• _What you need to do_
Scan the entries below. Report each line where the string "super" occurs.

• _Supplied records_
-=-=-

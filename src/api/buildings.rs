//! Building listing, detail, history and fleet summary.

use axum::{
    extract::{Path, Query, State},
    Json,
};
use serde::Deserialize;

use super::{error::ApiError, response::ApiResponse};
use crate::controller::AppState;
use crate::domain::{BuildingStatus, BuildingView, FleetSummary, PowerHistoryRecord};

pub const DEFAULT_HISTORY_LIMIT: usize = 50;
pub const MAX_HISTORY_LIMIT: usize = 500;

#[derive(Debug, Clone, Copy, Default, PartialEq, Eq, Deserialize)]
#[serde(rename_all = "lowercase")]
pub enum BuildingSort {
    #[default]
    Name,
    /// Highest efficiency first.
    Efficiency,
    /// Highest actual output first.
    Actual,
}

#[derive(Debug, Default, Deserialize)]
pub struct BuildingQuery {
    /// Case-insensitive substring of the building name.
    pub query: Option<String>,
    pub status: Option<BuildingStatus>,
    #[serde(default)]
    pub sort: BuildingSort,
}

/// Filter and order a building listing.
pub fn select_buildings(mut views: Vec<BuildingView>, q: &BuildingQuery) -> Vec<BuildingView> {
    if let Some(needle) = q.query.as_deref().map(str::trim).filter(|s| !s.is_empty()) {
        let needle = needle.to_lowercase();
        views.retain(|v| v.building.name.to_lowercase().contains(&needle));
    }
    if let Some(status) = q.status {
        views.retain(|v| v.status == status);
    }
    match q.sort {
        BuildingSort::Name => views.sort_by(|a, b| a.building.name.cmp(&b.building.name)),
        BuildingSort::Efficiency => views.sort_by(|a, b| b.efficiency.total_cmp(&a.efficiency)),
        BuildingSort::Actual => views.sort_by(|a, b| b.building.actual_kw.total_cmp(&a.building.actual_kw)),
    }
    views
}

pub async fn list_buildings(
    State(st): State<AppState>,
    Query(q): Query<BuildingQuery>,
) -> Result<Json<ApiResponse<Vec<BuildingView>>>, ApiError> {
    let views = st.repos.buildings.list().await?.iter().map(|b| b.view()).collect();
    let selected = select_buildings(views, &q);
    let count = selected.len();
    Ok(Json(ApiResponse::success(selected).with_count(count)))
}

pub async fn get_building(
    State(st): State<AppState>,
    Path(id): Path<String>,
) -> Result<Json<ApiResponse<BuildingView>>, ApiError> {
    let building = st
        .repos
        .buildings
        .get(&id)
        .await?
        .ok_or_else(|| ApiError::NotFound(format!("building {id}")))?;
    Ok(Json(ApiResponse::success(building.view())))
}

#[derive(Debug, Deserialize)]
pub struct HistoryQuery {
    pub limit: Option<usize>,
}

pub async fn get_history(
    State(st): State<AppState>,
    Path(id): Path<String>,
    Query(q): Query<HistoryQuery>,
) -> Result<Json<ApiResponse<Vec<PowerHistoryRecord>>>, ApiError> {
    if st.repos.buildings.get(&id).await?.is_none() {
        return Err(ApiError::NotFound(format!("building {id}")));
    }
    let limit = q.limit.unwrap_or(DEFAULT_HISTORY_LIMIT).clamp(1, MAX_HISTORY_LIMIT);
    let records = st.repos.history.recent(&id, limit).await?;
    let count = records.len();
    Ok(Json(ApiResponse::success(records).with_count(count)))
}

pub async fn get_summary(State(st): State<AppState>) -> Result<Json<ApiResponse<FleetSummary>>, ApiError> {
    let buildings = st.repos.buildings.list().await?;
    Ok(Json(ApiResponse::success(FleetSummary::from_buildings(&buildings))))
}

#[cfg(test)]
mod tests {
    use super::*;
    use crate::domain::seed_buildings;
    use chrono::Utc;

    fn fleet() -> Vec<BuildingView> {
        seed_buildings(Utc::now()).iter().map(|b| b.view()).collect()
    }

    #[test]
    fn test_query_is_case_insensitive() {
        let q = BuildingQuery { query: Some("  lakeSHORE ".to_string()), ..Default::default() };
        let selected = select_buildings(fleet(), &q);
        assert_eq!(selected.len(), 1);
        assert_eq!(selected[0].building.name, "Lakeshore Campus");
    }

    #[test]
    fn test_status_filter() {
        // ABC Block runs at 590/800 and Trinity Park Hub at 510/670, both under 0.8x
        let q = BuildingQuery { status: Some(BuildingStatus::Warn), ..Default::default() };
        let names: Vec<_> = select_buildings(fleet(), &q).into_iter().map(|v| v.building.name).collect();
        assert_eq!(names, ["ABC Block", "Trinity Park Hub"]);
    }

    #[test]
    fn test_sort_orders() {
        let by_name = select_buildings(fleet(), &BuildingQuery::default());
        assert_eq!(by_name[0].building.name, "ABC Block");

        let q = BuildingQuery { sort: BuildingSort::Actual, ..Default::default() };
        let by_actual = select_buildings(fleet(), &q);
        assert_eq!(by_actual[0].building.name, "Lakeshore Campus");

        let q = BuildingQuery { sort: BuildingSort::Efficiency, ..Default::default() };
        let by_eff = select_buildings(fleet(), &q);
        assert!(by_eff.windows(2).all(|w| w[0].efficiency >= w[1].efficiency));
    }
}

-=-=-

• _Written answer_
use super::{error::ApiError, response::ApiResponse};
    use super::*;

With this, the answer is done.